§ **How to complete this task**: All records after this line are to be returned verbatim.

§ **Data**:
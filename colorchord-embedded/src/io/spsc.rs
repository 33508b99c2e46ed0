//! Lock-free single-producer single-consumer sample ring.
//!
//! The sampling interrupt owns the [`Producer`] half and the processing task
//! owns the [`Consumer`] half. Both sides only touch their own index, so no
//! critical section is needed and the interrupt never blocks.
//!
//! # Safety Contract
//!
//! The split borrows the ring mutably, so at most one producer and one
//! consumer exist at a time. The halves may live in different interrupt
//! priorities or threads.

use core::cell::UnsafeCell;
use core::marker::PhantomData;
use core::mem::MaybeUninit;
use core::sync::atomic::{AtomicU32, AtomicUsize, Ordering};

/// Fixed-capacity ring of `Copy` samples with explicit atomic head/tail.
///
/// Usable capacity is `N - 1`; one slot tells "full" apart from "empty".
pub struct SampleRing<T, const N: usize> {
    slots: [UnsafeCell<MaybeUninit<T>>; N],
    /// Next slot the producer writes. Only stored by the producer.
    head: AtomicUsize,
    /// Next slot the consumer reads. Only stored by the consumer.
    tail: AtomicUsize,
    /// Samples rejected because the ring was full.
    overruns: AtomicU32,
}

// SAFETY: slots are only written by the producer before publishing `head`
// and only read by the consumer before publishing `tail`.
unsafe impl<T: Copy + Send, const N: usize> Sync for SampleRing<T, N> {}
unsafe impl<T: Copy + Send, const N: usize> Send for SampleRing<T, N> {}

impl<T: Copy, const N: usize> SampleRing<T, N> {
    /// Create an empty ring.
    pub const fn new() -> Self {
        assert!(N >= 2, "sample ring needs at least 2 slots (1 usable)");

        SampleRing {
            // SAFETY: an array of MaybeUninit needs no initialization.
            slots: unsafe { MaybeUninit::<[UnsafeCell<MaybeUninit<T>>; N]>::uninit().assume_init() },
            head: AtomicUsize::new(0),
            tail: AtomicUsize::new(0),
            overruns: AtomicU32::new(0),
        }
    }

    /// Hand out the interrupt-side and task-side halves.
    pub fn split(&mut self) -> (Producer<'_, T, N>, Consumer<'_, T, N>) {
        let ring: &Self = self;
        (
            Producer { ring, _not_sync: PhantomData },
            Consumer { ring, _not_sync: PhantomData },
        )
    }

    /// Largest number of samples the ring can hold.
    pub const fn capacity(&self) -> usize {
        N - 1
    }

    /// Samples currently queued.
    pub fn len(&self) -> usize {
        let head = self.head.load(Ordering::Acquire);
        let tail = self.tail.load(Ordering::Acquire);
        (head + N - tail) % N
    }

    pub fn is_empty(&self) -> bool {
        self.head.load(Ordering::Acquire) == self.tail.load(Ordering::Acquire)
    }

    /// Total samples dropped because the consumer fell behind.
    pub fn overruns(&self) -> u32 {
        self.overruns.load(Ordering::Relaxed)
    }
}

impl<T: Copy, const N: usize> Default for SampleRing<T, N> {
    fn default() -> Self {
        Self::new()
    }
}

/// Interrupt-side half of a [`SampleRing`].
pub struct Producer<'a, T, const N: usize> {
    ring: &'a SampleRing<T, N>,
    _not_sync: PhantomData<*const ()>,
}

// SAFETY: a producer may move into another context; it is still the only one.
unsafe impl<T: Copy + Send, const N: usize> Send for Producer<'_, T, N> {}

impl<T: Copy, const N: usize> Producer<'_, T, N> {
    /// Queue one sample.
    ///
    /// When the ring is full the sample is handed back and the overrun
    /// counter advances; queued samples are never overwritten.
    pub fn push(&mut self, sample: T) -> Result<(), T> {
        let ring = self.ring;
        let head = ring.head.load(Ordering::Relaxed);
        let next = (head + 1) % N;

        if next == ring.tail.load(Ordering::Acquire) {
            ring.overruns.fetch_add(1, Ordering::Relaxed);
            return Err(sample);
        }

        // SAFETY: `head` is owned by this producer and `next != tail` means
        // the consumer is not reading this slot.
        unsafe {
            (*ring.slots[head].get()).write(sample);
        }
        ring.head.store(next, Ordering::Release);
        Ok(())
    }

    pub fn is_full(&self) -> bool {
        let head = self.ring.head.load(Ordering::Relaxed);
        (head + 1) % N == self.ring.tail.load(Ordering::Acquire)
    }
}

/// Task-side half of a [`SampleRing`].
pub struct Consumer<'a, T, const N: usize> {
    ring: &'a SampleRing<T, N>,
    _not_sync: PhantomData<*const ()>,
}

// SAFETY: see `Producer`.
unsafe impl<T: Copy + Send, const N: usize> Send for Consumer<'_, T, N> {}

impl<T: Copy, const N: usize> Consumer<'_, T, N> {
    /// Take the oldest queued sample, if any.
    pub fn pop(&mut self) -> Option<T> {
        let ring = self.ring;
        let tail = ring.tail.load(Ordering::Relaxed);

        if tail == ring.head.load(Ordering::Acquire) {
            return None;
        }

        // SAFETY: `tail != head`, so the producer published this slot and
        // will not touch it until `tail` moves past it.
        let sample = unsafe { (*ring.slots[tail].get()).assume_init_read() };
        ring.tail.store((tail + 1) % N, Ordering::Release);
        Some(sample)
    }

    /// Whether at least one sample is waiting.
    pub fn is_ready(&self) -> bool {
        self.ring.tail.load(Ordering::Relaxed) != self.ring.head.load(Ordering::Acquire)
    }

    pub fn len(&self) -> usize {
        self.ring.len()
    }

    pub fn overruns(&self) -> u32 {
        self.ring.overruns()
    }
}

§ **Solution to this exercise**:
filename colorchord-embedded/src/io/spsc.rs
repository 33508b99c2e46ed0
//! Lock-free single-producer single-consumer sample ring.
//!
//! The sampling interrupt owns the [`Producer`] half and the processing task
//! owns the [`Consumer`] half. Both sides only touch their own index, so no
//! critical section is needed and the interrupt never blocks.
//!
//! # Safety Contract
//!
//! The split borrows the ring mutably, so at most one producer and one
//! consumer exist at a time. The halves may live in different interrupt
//! priorities or threads.

use core::cell::UnsafeCell;
use core::marker::PhantomData;
use core::mem::MaybeUninit;
use core::sync::atomic::{AtomicU32, AtomicUsize, Ordering};

/// Fixed-capacity ring of `Copy` samples with explicit atomic head/tail.
///
/// Usable capacity is `N - 1`; one slot tells "full" apart from "empty".
pub struct SampleRing<T, const N: usize> {
    slots: [UnsafeCell<MaybeUninit<T>>; N],
    /// Next slot the producer writes. Only stored by the producer.
    head: AtomicUsize,
    /// Next slot the consumer reads. Only stored by the consumer.
    tail: AtomicUsize,
    /// Samples rejected because the ring was full.
    overruns: AtomicU32,
}

// SAFETY: slots are only written by the producer before publishing `head`
// and only read by the consumer before publishing `tail`.
unsafe impl<T: Copy + Send, const N: usize> Sync for SampleRing<T, N> {}
unsafe impl<T: Copy + Send, const N: usize> Send for SampleRing<T, N> {}

impl<T: Copy, const N: usize> SampleRing<T, N> {
    /// Create an empty ring.
    pub const fn new() -> Self {
        assert!(N >= 2, "sample ring needs at least 2 slots (1 usable)");

        SampleRing {
            // SAFETY: an array of MaybeUninit needs no initialization.
            slots: unsafe { MaybeUninit::<[UnsafeCell<MaybeUninit<T>>; N]>::uninit().assume_init() },
            head: AtomicUsize::new(0),
            tail: AtomicUsize::new(0),
            overruns: AtomicU32::new(0),
        }
    }

    /// Hand out the interrupt-side and task-side halves.
    pub fn split(&mut self) -> (Producer<'_, T, N>, Consumer<'_, T, N>) {
        let ring: &Self = self;
        (
            Producer { ring, _not_sync: PhantomData },
            Consumer { ring, _not_sync: PhantomData },
        )
    }

    /// Largest number of samples the ring can hold.
    pub const fn capacity(&self) -> usize {
        N - 1
    }

    /// Samples currently queued.
    pub fn len(&self) -> usize {
        let head = self.head.load(Ordering::Acquire);
        let tail = self.tail.load(Ordering::Acquire);
        (head + N - tail) % N
    }

    pub fn is_empty(&self) -> bool {
        self.head.load(Ordering::Acquire) == self.tail.load(Ordering::Acquire)
    }

    /// Total samples dropped because the consumer fell behind.
    pub fn overruns(&self) -> u32 {
        self.overruns.load(Ordering::Relaxed)
    }
}

impl<T: Copy, const N: usize> Default for SampleRing<T, N> {
    fn default() -> Self {
        Self::new()
    }
}

/// Interrupt-side half of a [`SampleRing`].
pub struct Producer<'a, T, const N: usize> {
    ring: &'a SampleRing<T, N>,
    _not_sync: PhantomData<*const ()>,
}

// SAFETY: a producer may move into another context; it is still the only one.
unsafe impl<T: Copy + Send, const N: usize> Send for Producer<'_, T, N> {}

impl<T: Copy, const N: usize> Producer<'_, T, N> {
    /// Queue one sample.
    ///
    /// When the ring is full the sample is handed back and the overrun
    /// counter advances; queued samples are never overwritten.
    pub fn push(&mut self, sample: T) -> Result<(), T> {
        let ring = self.ring;
        let head = ring.head.load(Ordering::Relaxed);
        let next = (head + 1) % N;

        if next == ring.tail.load(Ordering::Acquire) {
            ring.overruns.fetch_add(1, Ordering::Relaxed);
            return Err(sample);
        }

        // SAFETY: `head` is owned by this producer and `next != tail` means
        // the consumer is not reading this slot.
        unsafe {
            (*ring.slots[head].get()).write(sample);
        }
        ring.head.store(next, Ordering::Release);
        Ok(())
    }

    pub fn is_full(&self) -> bool {
        let head = self.ring.head.load(Ordering::Relaxed);
        (head + 1) % N == self.ring.tail.load(Ordering::Acquire)
    }
}

/// Task-side half of a [`SampleRing`].
pub struct Consumer<'a, T, const N: usize> {
    ring: &'a SampleRing<T, N>,
    _not_sync: PhantomData<*const ()>,
}

// SAFETY: see `Producer`.
unsafe impl<T: Copy + Send, const N: usize> Send for Consumer<'_, T, N> {}

impl<T: Copy, const N: usize> Consumer<'_, T, N> {
    /// Take the oldest queued sample, if any.
    pub fn pop(&mut self) -> Option<T> {
        let ring = self.ring;
        let tail = ring.tail.load(Ordering::Relaxed);

        if tail == ring.head.load(Ordering::Acquire) {
            return None;
        }

        // SAFETY: `tail != head`, so the producer published this slot and
        // will not touch it until `tail` moves past it.
        let sample = unsafe { (*ring.slots[tail].get()).assume_init_read() };
        ring.tail.store((tail + 1) % N, Ordering::Release);
        Some(sample)
    }

    /// Whether at least one sample is waiting.
    pub fn is_ready(&self) -> bool {
        self.ring.tail.load(Ordering::Relaxed) != self.ring.head.load(Ordering::Acquire)
    }

    pub fn len(&self) -> usize {
        self.ring.len()
    }

    pub fn overruns(&self) -> u32 {
        self.ring.overruns()
    }
}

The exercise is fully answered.